The English, the Swedish, the Jewish?

Why is it that nobody ever says “the Jewish” when referring to the Jews collectively, but people often say “The British, the Swedish, the Irish,” etc? As in, “the Irish have a great musical heritage” or something, but nobody would ever say “the Jewish have a history of (whatever)”.

Furthermore, we say a Dutchman, an Englishman, an Irishman, a Scotsman, and a Frenchman, but never a Danishman, a Swedishman or a Jewishman. What is this?

It’s a language that was cobbled together from disparate parts and leftovers. Why would you expect to see hard and fast rules?

And I’d probably say “The Swedes” myself.

First problem: all of your counterexamples are nationalities, while Judaism is a religion. You wouldn’t be likely to say “the Christian” either.
Second problem: It sounds fine to me to say “the Jewish.” You’re more likely to hear “the Jewish people,” or something, but your phrase doesn’t sound too wrong to me.

Third problem: there is already a perfectly serviceable word for a Jewish person: “Jew.” Likewise “Dane” and “Swede.”

Not that simple. Judaism is a religion, a culture, and, to the extent it has a genetic component (it does), a race. Tay-Sachs disease, for example, is a genetic disorder more common among Ashkenazi Jews. So, can it be all those things and not be a nationality as well?

This seems like the real reason.

Oh, I thought this was gonna be a joke…

Carry on

Hmm… ‘The Brits’ has been in common use for some time.

Now, if we regard Jewishness as a race, and went for the ‘ish’ ending, then we would have the Blackish, the Chineseish …

If we regard it as a religion, we would have the Muslimish, the Christianish, which also sounds a bit wrong.

Possibly the ending used is simply the one that sounds least daft.

People must fail to miss a key point taught in 10th grade Social Studies, typically. There are nations, and nation-states. A nation is a group of people (i.e., a people) with a common culture or belief. A nation need not even own a piece of land, nor share a common land, to be a nation. A nation-state is really what we live within defined by political boundaries. Note that people in a nation-state can belong to various nations. This was more clear in biblical terms. It seems lost today because we’re all modern world-centric. Yet, it still exists.

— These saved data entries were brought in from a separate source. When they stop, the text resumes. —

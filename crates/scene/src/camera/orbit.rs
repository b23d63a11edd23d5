use std::f64::consts::TAU;

use foundation::math::Vec3;

use crate::config::OrbitConfig;
use crate::transform::CameraPose;

/// Scroll-driven orbit around the scene center.
///
/// The target pose is a pure function of the scroll offset; the camera is
/// smoothed toward it so fast scroll flicks do not snap the view.
#[derive(Debug, Clone)]
pub struct OrbitController {
    config: OrbitConfig,
}

impl OrbitController {
    pub fn new(config: OrbitConfig) -> Self {
        Self { config }
    }

    pub fn config(&self) -> &OrbitConfig {
        &self.config
    }

    /// `offset` in `[0, 1]` maps onto `[0, 2π]`.
    pub fn angle(offset: f64) -> f64 {
        offset.clamp(0.0, 1.0) * TAU
    }

    pub fn target_pose(&self, offset: f64) -> CameraPose {
        let offset = offset.clamp(0.0, 1.0);
        let look_at = Vec3::from(self.config.look_at);
        let bob = self.config.wave_amplitude * (offset * TAU * self.config.wave_cycles).sin();
        let on_circle = Vec3::on_circle(self.config.radius, Self::angle(offset), bob);
        CameraPose::new(look_at + on_circle, look_at)
    }

    /// One frame of smoothing toward the orbit pose for `offset`.
    pub fn step(&self, camera: CameraPose, offset: f64, dt: f64) -> CameraPose {
        camera.damp_toward(self.target_pose(offset), self.config.rate, dt)
    }
}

There are very few hard and fast rules, when it comes to which words are nouns describing the people of a certain enation and which words are adjectives describing those people or their culture.

In common usage, “English” is a language, an adjective describing anything that comes from England, AND a collective noun for people from England.

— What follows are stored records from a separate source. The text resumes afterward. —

impl Portfolio {
    pub fn new(config: SceneConfig) -> Self {
        let orbit = OrbitController::new(config.orbit.clone());
        let camera = orbit.target_pose(0.0);
        let mut listeners = ListenerSet::new();
        listeners.register(InputSurface::Keyboard, ListenerOwner::Scene, false);

        Self {
            frame: Frame::first(),
            bus: EventBus::new(),
            scroll_offset: 0.0,
            viewport: [1280.0, 720.0],
            camera,
            last_mode: CameraMode::Orbit,
            orbit,
            focused: FocusedController::new(config.focus.clone()),
            free_roam: FreeRoamController::new(config.free_roam.clone()),
            free_roam_enabled: false,
            turbo: false,
            focus: FocusMachine::new(
                config.focus.convergence_threshold,
                config.focus.max_transition_s,
            ),
            last_transition: None,
            carousel: Carousel::new(config.carousel.clone()),
            expanded: None,
            terminal: FloatingTerminal::new(config.terminal.clone()),
            listeners,
            terminal_keys: None,
            config,
        }
    }

    pub fn config(&self) -> &SceneConfig {
        &self.config
    }

    pub fn frame(&self) -> Frame {
        self.frame
    }

    pub fn camera(&self) -> CameraPose {
        self.camera
    }

    /// Controller that will own the camera on the next frame.
    pub fn camera_mode(&self) -> CameraMode {
        CameraMode::select(self.focus.is_focused(), self.free_roam_enabled)
    }

    /// Controller that owned the camera on the last frame.
    pub fn last_camera_mode(&self) -> CameraMode {
        self.last_mode
    }

    pub fn focus(&self) -> &FocusMachine {
        &self.focus
    }

    /// Most recent focus phase change made by [`Portfolio::tick`].
    pub fn last_transition(&self) -> Option<FocusTransition> {
        self.last_transition
    }

    pub fn carousel(&self) -> &Carousel {
        &self.carousel
    }

    pub fn expanded(&self) -> Option<&ExpandedView> {
        self.expanded.as_ref()
    }

    pub fn terminal(&self) -> &FloatingTerminal {
        &self.terminal
    }

    pub fn listeners(&self) -> &ListenerSet<ListenerOwner> {
        &self.listeners
    }

    pub fn is_free_roam(&self) -> bool {
        self.free_roam_enabled
    }

    pub fn is_turbo(&self) -> bool {
        self.turbo
    }

    pub fn scroll_offset(&self) -> f64 {
        self.scroll_offset
    }

    pub fn events(&self) -> &[Event] {
        self.bus.events()
    }

    pub fn drain_events(&mut self) -> Vec<Event> {
        self.bus.drain()
    }

    pub fn set_scroll_offset(&mut self, offset: f64) {
        if offset.is_finite() {
            self.scroll_offset = offset.clamp(0.0, 1.0);
        }
    }

    pub fn set_viewport(&mut self, width: f64, height: f64) {
        self.viewport = [width.max(1.0), height.max(1.0)];
    }

    pub fn click_section(&mut self, kind: SectionKind) -> SelectOutcome {
        if self.free_roam_enabled {
            return SelectOutcome::Ignored;
        }
        let origin = self.carousel.world_transform(kind);
        let outcome = self.focus.select(kind, origin, self.frame, &mut self.bus);
        if outcome == SelectOutcome::Started {
            self.carousel.set_hovered(kind, false);
            self.mount_expanded(kind);
        }
        outcome
    }

    pub fn hover_section(&mut self, kind: SectionKind, hovered: bool) {
        self.carousel.set_hovered(kind, hovered);
    }

    pub fn close(&mut self) -> CloseOutcome {
        let outcome = self.focus.close(self.frame, &mut self.bus);
        if outcome != CloseOutcome::Ignored {
            self.unmount_expanded();
        }
        outcome
    }

    pub fn wheel(&mut self, delta: f64) -> WheelRoute {
        let first = self.listeners.dispatch_order(InputSurface::Wheel).into_iter().next();
        match (first, self.expanded.as_mut()) {
            (Some((ListenerOwner::ExpandedView, _)), Some(view)) => {
                // Content scrolling unlocks once the card has settled.
                if self.focus.phase() == FocusPhase::Active {
                    view.scroll_by(delta);
                }
                WheelRoute::ExpandedView
            }
            _ => WheelRoute::Page,
        }
    }

    pub fn key_down(&mut self, key: &str) {
        for (owner, capture) in self.listeners.dispatch_order(InputSurface::Keyboard) {
            let handled = match owner {
                ListenerOwner::ExpandedView => {
                    key == "Escape" && self.close() != CloseOutcome::Ignored
                }
                ListenerOwner::Terminal => {
                    let outcome = self.terminal.key(key);
                    if let KeyOutcome::Ran { command, .. } = &outcome {
                        self.bus
                            .emit(self.frame, Channel::Terminal, format!("ran `{command}`"));
                    }
                    outcome != KeyOutcome::Ignored
                }
                ListenerOwner::Scene => self.scene_key(key, true),
            };
            if handled && capture {
                break;
            }
        }
    }

    pub fn key_up(&mut self, key: &str) {
        self.scene_key(key, false);
    }

    fn scene_key(&mut self, key: &str, down: bool) -> bool {
        if key == "Shift" {
            self.turbo = down;
            return true;
        }
        if !self.free_roam_enabled {
            return false;
        }
        match MoveKey::from_key(key) {
            Some(k) if down => {
                self.free_roam.press(k);
                true
            }
            Some(k) => {
                self.free_roam.release(k);
                true
            }
            None => false,
        }
    }

    pub fn pointer_down(&mut self, pos_px: [f64; 2]) {
        if self.free_roam_enabled {
            self.free_roam.begin_drag(pos_px);
        }
    }

    pub fn pointer_move(&mut self, pos_px: [f64; 2]) {
        if self.free_roam_enabled {
            self.free_roam.drag(pos_px);
        }
    }

    pub fn pointer_up(&mut self) {
        self.free_roam.end_drag();
    }

    pub fn set_free_roam(&mut self, enabled: bool) {
        if enabled == self.free_roam_enabled {
            return;
        }
        if enabled {
            if self.focus.dismiss(self.frame, &mut self.bus).is_some() {
                self.unmount_expanded();
            }
            self.carousel.clear_hover();
            self.free_roam.take_over(&self.camera);
        } else {
            self.free_roam.release_all();
        }
        self.free_roam_enabled = enabled;
        self.bus.emit(
            self.frame,
            Channel::Input,
            if enabled { "free roam on" } else { "free roam off" },
        );
    }

    pub fn toggle_free_roam(&mut self) {
        self.set_free_roam(!self.free_roam_enabled);
    }

    /// Replays the expanded card's text reveal from the first character.
    pub fn replay_reveal(&mut self) {
        if let Some(view) = self.expanded.as_mut() {
            view.replay();
        }
    }

    /// Skips the terminal intro and enables command input.
    pub fn skip_terminal_intro(&mut self) {
        self.terminal.skip_intro();
        self.sync_terminal_listener();
    }

    /// Runs one frame of `dt_s` seconds.
    pub fn tick(&mut self, dt_s: f64) -> Frame {
        self.frame = self.frame.advance(dt_s);
        let dt = self.frame.dt_s;

        // The carousel moves first so exit targets match this frame's ring.
        self.carousel
            .update(self.scroll_offset, self.focus.is_focused(), dt);

        let mode = self.camera_mode();
        match mode {
            CameraMode::FreeRoam => {
                self.camera = self.free_roam.step(dt, self.turbo);
            }
            CameraMode::Focused => {
                if let Some(kind) = self.focus.section() {
                    let exit = ExitTarget {
                        card: self.carousel.world_transform(kind),
                        camera: self.orbit.target_pose(self.scroll_offset),
                    };
                    if let Some(transition) = self.focus.update(
                        &mut self.camera,
                        &self.focused,
                        exit,
                        dt,
                        self.frame,
                        &mut self.bus,
                    ) {
                        self.last_transition = Some(transition);
                    }
                }
            }
            CameraMode::Orbit => {
                self.camera = self.orbit.step(self.camera, self.scroll_offset, dt);
            }
        }
        if mode != self.last_mode {
            debug!(from = ?self.last_mode, to = ?mode, "camera controller switched");
            self.bus.emit(
                self.frame,
                Channel::Camera,
                format!("{:?} -> {:?}", self.last_mode, mode),
            );
            self.last_mode = mode;
        }

        if let Some(view) = self.expanded.as_mut() {
            view.advance(dt);
        }
        if let Some(phase) = self.terminal.advance(dt) {
            self.bus
                .emit(self.frame, Channel::Terminal, format!("phase {phase:?}"));
            self.sync_terminal_listener();
        }
        self.frame
    }

    pub fn snapshot(&self) -> FrameSnapshot {
        let aspect = self.viewport[0] / self.viewport[1];
        let focused = self.focus.section();
        let cards = self
            .carousel
            .placed_cards(focused)
            .into_iter()
            .map(|card| {
                let section = card.kind.section();
                CardSnapshot {
                    section: card.kind,
                    title: section.title,
                    description: section.description,
                    color: section.color,
                    glow_color: section.glow_color,
                    icon: section.icon.glyph(),
                    transform: card.transform.into(),
                    tilt_z: card.tilt_z,
                    hovered: card.hovered,
                    visible: card.visible,
                }
            })
            .collect();

        FrameSnapshot {
            frame_index: self.frame.index,
            time_s: self.frame.time.seconds(),
            scroll_offset: self.scroll_offset,
            camera_mode: self.last_mode,
            camera: self.camera.into(),
            view_proj: view_proj_matrix(&self.camera, aspect, &self.config.projection),
            free_roam: self.free_roam_enabled,
            turbo: self.turbo,
            focus: FocusSnapshot {
                phase: self.focus.phase(),
                section: focused,
                card: self.focus.state().map(|s| s.card().into()),
            },
            carousel: CarouselSnapshot {
                rotation_y: self.carousel.rotation_y(),
                group_y: self.carousel.group_y(),
                cards,
            },
            expanded: self.expanded.as_ref().map(|view| {
                let section = view.section().section();
                ExpandedSnapshot {
                    section: view.section(),
                    title: section.title,
                    glow_color: section.glow_color,
                    text: view.display_text(),
                    scroll: view.scroll(),
                    max_scroll: view.max_scroll(),
                    scrollbar_thumb_y: view.scrollbar_thumb_y(),
                    revealing: view.is_revealing(),
                }
            }),
            terminal: TerminalSnapshot {
                phase: self.terminal.phase(),
                lines: self.terminal.screen(),
            },
        }
    }

    fn mount_expanded(&mut self, kind: SectionKind) {
        self.unmount_expanded();
        self.expanded = Some(ExpandedView::mount(kind, &self.config.expanded));
        self.listeners
            .register(InputSurface::Wheel, ListenerOwner::ExpandedView, true);
        self.listeners
            .register(InputSurface::Keyboard, ListenerOwner::ExpandedView, true);
    }

    fn unmount_expanded(&mut self) {
        if let Some(mut view) = self.expanded.take() {
            view.unmount();
        }
        self.listeners.deregister_owner(ListenerOwner::ExpandedView);
    }

    fn sync_terminal_listener(&mut self) {
        let wants = self.terminal.phase() == TerminalPhase::Interactive;
        match (wants, self.terminal_keys) {
            (true, None) => {
                self.terminal_keys = Some(self.listeners.register(
                    InputSurface::Keyboard,
                    ListenerOwner::Terminal,
                    false,
                ));
            }
            (false, Some(id)) => {
                self.listeners.deregister(id);
                self.terminal_keys = None;
            }
            _ => {}
        }
    }
}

People regularly say “the English,” “the Irish,” “the French,” “the Chinese,” “the Italians” or “the Arabs” when speaking about people of a given nationality. There aren’t really any other collective nouns for those groups.

But some ethnic groups/nationalities DO have multiple names." Some people may speak of “the Polish,” but more will speak of “the Poles.” Some may speak of “the Swedish,” but more will speak of “the Swedes.” A few will speak of “the Danish,” but more will speak of “the Danes” (when you use the word “Danish,” most Americans think of a pastry, rather than a resident of Copenhagen).

And while Glaswegians will insist that “Scots are people, and Scotch is a drink,” Americans are apt to use “The Scots,” “the Scottish,” and “the Scotch” interchangeably to describe Highlanders.

I don’t know of any compelling reason that “The Irish celebrate on St. Patrick’s Day” sounds fine while “The Jewish celebrate on Purim” sounds ridiculously clunky and wrong, but that’s how our language has evolved.